* **Input data**:
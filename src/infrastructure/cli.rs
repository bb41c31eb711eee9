use clap::Parser;

use crate::{domain::environment::Environment, utils::version};

#[derive(Parser, Debug)]
#[command(author, version = version(), about)]
pub struct Cli {
    #[arg(
        short,
        long,
        value_name = "FLOAT",
        help = "Tick rate, i.e. number of ticks per second",
        default_value_t = 4.0
    )]
    pub tick_rate: f64,

    #[arg(
        short,
        long,
        value_name = "FLOAT",
        help = "Frame rate, i.e. number of frames per second",
        default_value_t = 30.0
    )]
    pub frame_rate: f64,

    #[arg(
        short,
        long,
        value_name = "ENVIRONMENT",
        help = "Study environment to start in (library or cafe)"
    )]
    pub environment: Option<Environment>,

    #[arg(long, help = "Skip the splash screen")]
    pub no_splash: bool,
}

#[cfg(test)]
mod tests {
    use super::*;
    use pretty_assertions::assert_eq;

    #[test]
    fn test_defaults() -> Result<(), clap::Error> {
        let cli = Cli::try_parse_from(["studynook"])?;
        assert_eq!(cli.tick_rate, 4.0);
        assert_eq!(cli.frame_rate, 30.0);
        assert_eq!(cli.environment, None);
        assert!(!cli.no_splash);
        Ok(())
    }

    #[test]
    fn test_environment_and_splash_flags() -> Result<(), clap::Error> {
        let cli = Cli::try_parse_from(["studynook", "--environment", "Cafe", "--no-splash"])?;
        assert_eq!(cli.environment, Some(Environment::Cafe));
        assert!(cli.no_splash);
        Ok(())
    }

    #[test]
    fn test_unknown_environment_is_rejected() {
        assert!(Cli::try_parse_from(["studynook", "-e", "beach"]).is_err());
    }
}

* **The problem**:
The only acceptable answer is the full set of entries, repeated exactly.

* **Written response**:
filename src/infrastructure/cli.rs
repository bb41c31eb711eee9
use clap::Parser;

use crate::{domain::environment::Environment, utils::version};

#[derive(Parser, Debug)]
#[command(author, version = version(), about)]
pub struct Cli {
    #[arg(
        short,
        long,
        value_name = "FLOAT",
        help = "Tick rate, i.e. number of ticks per second",
        default_value_t = 4.0
    )]
    pub tick_rate: f64,

    #[arg(
        short,
        long,
        value_name = "FLOAT",
        help = "Frame rate, i.e. number of frames per second",
        default_value_t = 30.0
    )]
    pub frame_rate: f64,

    #[arg(
        short,
        long,
        value_name = "ENVIRONMENT",
        help = "Study environment to start in (library or cafe)"
    )]
    pub environment: Option<Environment>,

    #[arg(long, help = "Skip the splash screen")]
    pub no_splash: bool,
}

#[cfg(test)]
mod tests {
    use super::*;
    use pretty_assertions::assert_eq;

    #[test]
    fn test_defaults() -> Result<(), clap::Error> {
        let cli = Cli::try_parse_from(["studynook"])?;
        assert_eq!(cli.tick_rate, 4.0);
        assert_eq!(cli.frame_rate, 30.0);
        assert_eq!(cli.environment, None);
        assert!(!cli.no_splash);
        Ok(())
    }

    #[test]
    fn test_environment_and_splash_flags() -> Result<(), clap::Error> {
        let cli = Cli::try_parse_from(["studynook", "--environment", "Cafe", "--no-splash"])?;
        assert_eq!(cli.environment, Some(Environment::Cafe));
        assert!(cli.no_splash);
        Ok(())
    }

    #[test]
    fn test_unknown_environment_is_rejected() {
        assert!(Cli::try_parse_from(["studynook", "-e", "beach"]).is_err());
    }
}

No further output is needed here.